It has been two years since Daniel Craig hung up his pistol and Omega watch after the release of No Time to Die.
But fans desperate to know who will be the next 007 have a long wait before they are left shaken or stirred.
Producer Barbara Broccoli said there is “a big road ahead” before the character was “reinvented for the next chapter”, and that executives “haven’t even begun” the process of modernising the franchise.
She added that the next film would have to reflect the way the world has changed in the two decades since Craig was confirmed as the sixth 007 and pointed out that Bond has often been reinvented.
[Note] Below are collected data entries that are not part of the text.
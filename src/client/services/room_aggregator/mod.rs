//! Live room list.
//!
//! One listener watches the user's membership entry. Every room it names gets
//! a subscription set of four listeners: the whole record plus the
//! `last_message`, `last_message_time` and `updated_at` fields. All listener
//! tasks forward into a single reducer task which owns the room map and
//! republishes the sorted list after every change.

mod creation;

use std::cmp::Ordering;
use std::collections::{HashMap, HashSet};
use std::sync::Arc;

use log::{debug, info, warn};
use serde_json::Value;
use tokio::sync::{mpsc, watch, Mutex};
use tokio::task::JoinHandle;

use crate::backend::{DocumentStore, LocalCache, NodeEvent, NodeSubscription, RealtimeStore};
use crate::client::models::{Observable, RoomListState};
use crate::common::error::{ChatError, ChatResult};
use crate::common::models::{value_as_string, ChatRoom, RoomField};

pub use creation::CREATE_FAILED_MESSAGE;

pub const ROOMS_ROOT: &str = "chatRooms";
pub const MEMBERSHIP_ROOT: &str = "userChats";

pub fn room_path(room_id: &str) -> String {
    format!("{}/{}", ROOMS_ROOT, room_id)
}

pub fn membership_path(membership_key: &str) -> String {
    format!("{}/{}", MEMBERSHIP_ROOT, membership_key)
}

#[derive(Debug, Clone, Default)]
pub struct AggregatorOptions {
    /// Also write field patches to the local cache once the first batch is stored.
    pub persist_incremental_updates: bool,
}

/// Newest `updated_at` first, compared as plain strings. Rooms without a
/// timestamp go last; equal timestamps fall back to the room id.
pub fn compare_rooms(a: &ChatRoom, b: &ChatRoom) -> Ordering {
    match (&a.updated_at, &b.updated_at) {
        (Some(x), Some(y)) => y.cmp(x).then_with(|| a.room_id.cmp(&b.room_id)),
        (Some(_), None) => Ordering::Less,
        (None, Some(_)) => Ordering::Greater,
        (None, None) => a.room_id.cmp(&b.room_id),
    }
}

/// Room ids referenced by a membership snapshot, first occurrence order.
fn membership_room_ids(snapshot: &Value) -> Vec<String> {
    let values: Vec<&Value> = match snapshot {
        Value::Object(map) => map.values().collect(),
        Value::Array(items) => items.iter().collect(),
        _ => Vec::new(),
    };
    let mut seen = HashSet::new();
    values
        .into_iter()
        .filter_map(value_as_string)
        .filter(|id| !id.is_empty() && seen.insert(id.clone()))
        .collect()
}

#[derive(Debug)]
enum RoomEvent {
    Membership(Value),
    Room { room_id: String, value: Value },
    Field { room_id: String, field: RoomField, value: Value },
    Cancelled { path: String, message: String },
}

/// A spawned listener. Dropping it detaches the listener.
struct ListenerTask(JoinHandle<()>);

impl Drop for ListenerTask {
    fn drop(&mut self) {
        self.0.abort();
    }
}

fn forward<F>(mut subscription: NodeSubscription, events: mpsc::UnboundedSender<RoomEvent>, to_event: F) -> ListenerTask
where
    F: Fn(Value) -> RoomEvent + Send + 'static,
{
    ListenerTask(tokio::spawn(async move {
        while let Some(event) = subscription.next().await {
            let (event, last) = match event {
                NodeEvent::Snapshot(value) => (to_event(value), false),
                NodeEvent::Cancelled(message) => {
                    (RoomEvent::Cancelled { path: subscription.path().to_string(), message }, true)
                }
            };
            if events.send(event).is_err() || last {
                break;
            }
        }
    }))
}

/// The four listeners of one tracked room.
struct RoomSubscription {
    _listeners: Vec<ListenerTask>,
}

enum InitialBatch {
    AwaitingMembership,
    Pending(HashSet<String>),
    Persisted,
}

/// Reducer-owned state. Lives inside the reducer task only.
struct Aggregation {
    realtime: Arc<dyn RealtimeStore>,
    cache: Arc<dyn LocalCache>,
    state: Observable<RoomListState>,
    options: AggregatorOptions,
    events: mpsc::UnboundedSender<RoomEvent>,
    rooms: HashMap<String, ChatRoom>,
    subscriptions: HashMap<String, RoomSubscription>,
    initial: InitialBatch,
    _membership: ListenerTask,
}

impl Aggregation {
    async fn run(mut self, mut events: mpsc::UnboundedReceiver<RoomEvent>) {
        while let Some(event) = events.recv().await {
            self.handle(event).await;
        }
    }

    async fn handle(&mut self, event: RoomEvent) {
        match event {
            RoomEvent::Membership(snapshot) => self.apply_membership(&snapshot).await,
            RoomEvent::Room { room_id, value } => {
                if !self.subscriptions.contains_key(&room_id) {
                    return;
                }
                if value.is_null() {
                    debug!("[ROOMS] record {} removed", room_id);
                    self.rooms.remove(&room_id);
                } else {
                    self.rooms.insert(room_id.clone(), ChatRoom::from_record(&room_id, &value));
                }
                self.publish();
                self.settle(&room_id).await;
                self.persist_incremental(&room_id).await;
            }
            RoomEvent::Field { room_id, field, value } => {
                let Some(room) = self.rooms.get_mut(&room_id) else {
                    debug!("[ROOMS] {} patch for untracked room {} dropped", field.key(), room_id);
                    return;
                };
                room.apply_field(field, &value);
                self.publish();
                self.persist_incremental(&room_id).await;
            }
            RoomEvent::Cancelled { path, message } => {
                warn!("[ROOMS] listener on {} cancelled: {}", path, message);
                if let Some(room_id) = path.strip_prefix(&format!("{}/", ROOMS_ROOT)) {
                    if !room_id.contains('/') {
                        let room_id = room_id.to_string();
                        self.settle(&room_id).await;
                    }
                }
                self.report(ChatError::Cancelled { path, message });
            }
        }
    }

    async fn apply_membership(&mut self, snapshot: &Value) {
        let ids = membership_room_ids(snapshot);
        let wanted: HashSet<&String> = ids.iter().collect();

        let released: Vec<String> = self
            .subscriptions
            .keys()
            .filter(|id| !wanted.contains(id))
            .cloned()
            .collect();
        for room_id in &released {
            info!("[ROOMS] releasing {}", room_id);
            self.subscriptions.remove(room_id);
            self.rooms.remove(room_id);
            if let InitialBatch::Pending(pending) = &mut self.initial {
                pending.remove(room_id);
            }
        }

        if matches!(self.initial, InitialBatch::AwaitingMembership) {
            self.initial = InitialBatch::Pending(ids.iter().cloned().collect());
        }

        for room_id in &ids {
            if !self.subscriptions.contains_key(room_id) {
                self.track_room(room_id).await;
            }
        }

        self.state.update(|s| s.ui.is_loading = false);
        self.publish();
        self.persist_initial_batch().await;
    }

    async fn track_room(&mut self, room_id: &str) {
        let mut listeners = Vec::with_capacity(1 + RoomField::ALL.len());

        let record_path = room_path(room_id);
        match self.realtime.observe_node(&record_path).await {
            Ok(subscription) => {
                let id = room_id.to_string();
                listeners.push(forward(subscription, self.events.clone(), move |value| RoomEvent::Room {
                    room_id: id.clone(),
                    value,
                }));
            }
            Err(e) => {
                warn!("[ROOMS] cannot listen on {}: {}", record_path, e);
                if let InitialBatch::Pending(pending) = &mut self.initial {
                    pending.remove(room_id);
                }
                self.report(e);
            }
        }

        for field in RoomField::ALL {
            let field_path = format!("{}/{}", record_path, field.key());
            match self.realtime.observe_node(&field_path).await {
                Ok(subscription) => {
                    let id = room_id.to_string();
                    listeners.push(forward(subscription, self.events.clone(), move |value| RoomEvent::Field {
                        room_id: id.clone(),
                        field,
                        value,
                    }));
                }
                Err(e) => {
                    warn!("[ROOMS] cannot listen on {}: {}", field_path, e);
                    self.report(e);
                }
            }
        }

        debug!("[ROOMS] tracking {} with {} listener(s)", room_id, listeners.len());
        self.subscriptions.insert(room_id.to_string(), RoomSubscription { _listeners: listeners });
    }

    /// The room delivered its first record (or never will).
    async fn settle(&mut self, room_id: &str) {
        if let InitialBatch::Pending(pending) = &mut self.initial {
            pending.remove(room_id);
        }
        self.persist_initial_batch().await;
    }

    async fn persist_initial_batch(&mut self) {
        let InitialBatch::Pending(pending) = &self.initial else { return };
        if !pending.is_empty() {
            return;
        }
        self.initial = InitialBatch::Persisted;
        let rooms: Vec<ChatRoom> = self.rooms.values().cloned().collect();
        if rooms.is_empty() {
            return;
        }
        match self.cache.upsert_rooms(&rooms).await {
            Ok(()) => info!("[ROOMS] cached initial batch of {} room(s)", rooms.len()),
            Err(e) => warn!("[ROOMS] failed to cache rooms: {}", e),
        }
    }

    async fn persist_incremental(&self, room_id: &str) {
        if !self.options.persist_incremental_updates || !matches!(self.initial, InitialBatch::Persisted) {
            return;
        }
        let Some(room) = self.rooms.get(room_id) else { return };
        if let Err(e) = self.cache.upsert_rooms(std::slice::from_ref(room)).await {
            warn!("[ROOMS] failed to cache {}: {}", room_id, e);
        }
    }

    fn publish(&self) {
        let mut rooms: Vec<ChatRoom> = self.rooms.values().cloned().collect();
        rooms.sort_by(compare_rooms);
        self.state.update(|s| s.rooms = rooms);
    }

    fn report(&self, error: ChatError) {
        let message = error.user_message();
        self.state.update(|s| {
            s.ui.is_loading = false;
            s.ui.error = Some(message);
        });
    }
}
“I go back to GoldenEye when everyone was saying ‘the cold war is over, the wall is over, Bond is dead, no need for Bond, the whole world’s at peace and now there’s no villains’ – and boy was that wrong!” she said, adding that modernisation is necessary whenever a new actor plays the part
With Craig they “wanted to focus on what a 21st-century hero would look like”.
She added: “Daniel gave us the ability to mine the emotional life of the character … and also the world was ready for it. I think these movies reflect the time they are in, and there’s a big, big road ahead reinventing it for the next chapter and we haven’t even begun with that.”
She was speaking to the Guardian about the new Bond-themed Amazon series, 007 Road to a Million, which she said was “a nice fun thing to be doing in the meantime” and would hopefully help fill fans’ hunger for the famous franchise.
Broccoli and her half-brother, Michael G Wilson, have been involved in the casting for the global adventure series that features nine pairs of everyday people enduring physical and psychological challenges in Bond-related locations to win £1m. It is the first time the Bond brand has been allowed to be used in unscripted TV and it features the film’s theme tune, epic settings and imagery.
When asked if there might be other Bond TV spin-offs, she said: “Our focus is making the feature films. When we get going on a Bond movie it takes our full attention for three or four years so that’s our focus.
We make the Bond movies for the big theatrical screen and everything about the Bond movies is for audiences to see around the world on that format, so we’ve not wanted to do television.”
Broccoli said the programme has “same ethos of heroism, courage and fortitude we do in the movies … I think it’s really good entertainment and that’s what people need”.
Wilson said the show, a collaboration between Amazon Studios, Eon Productions, 72 Films and MGM Alternative, is “made for a general audience but Bond fans can find special Easter eggs in there”.
The Britishness associated with Bond is also captured in the casting of the contestants, who represent the UK’s diversity and who also provide, particularly in a pair of brothers from south London, the “very British sense of humour” 72 Films co-founder David Glover wanted.
Broccoli, whose father was fundamental Bond producer Albert “Cubby” Broccoli, hopes to make versions with other countries. “We haven’t quite gotten there yet; we want to launch it and see the response … but I would love to see the various versions around the world, from Africa, India and Asia.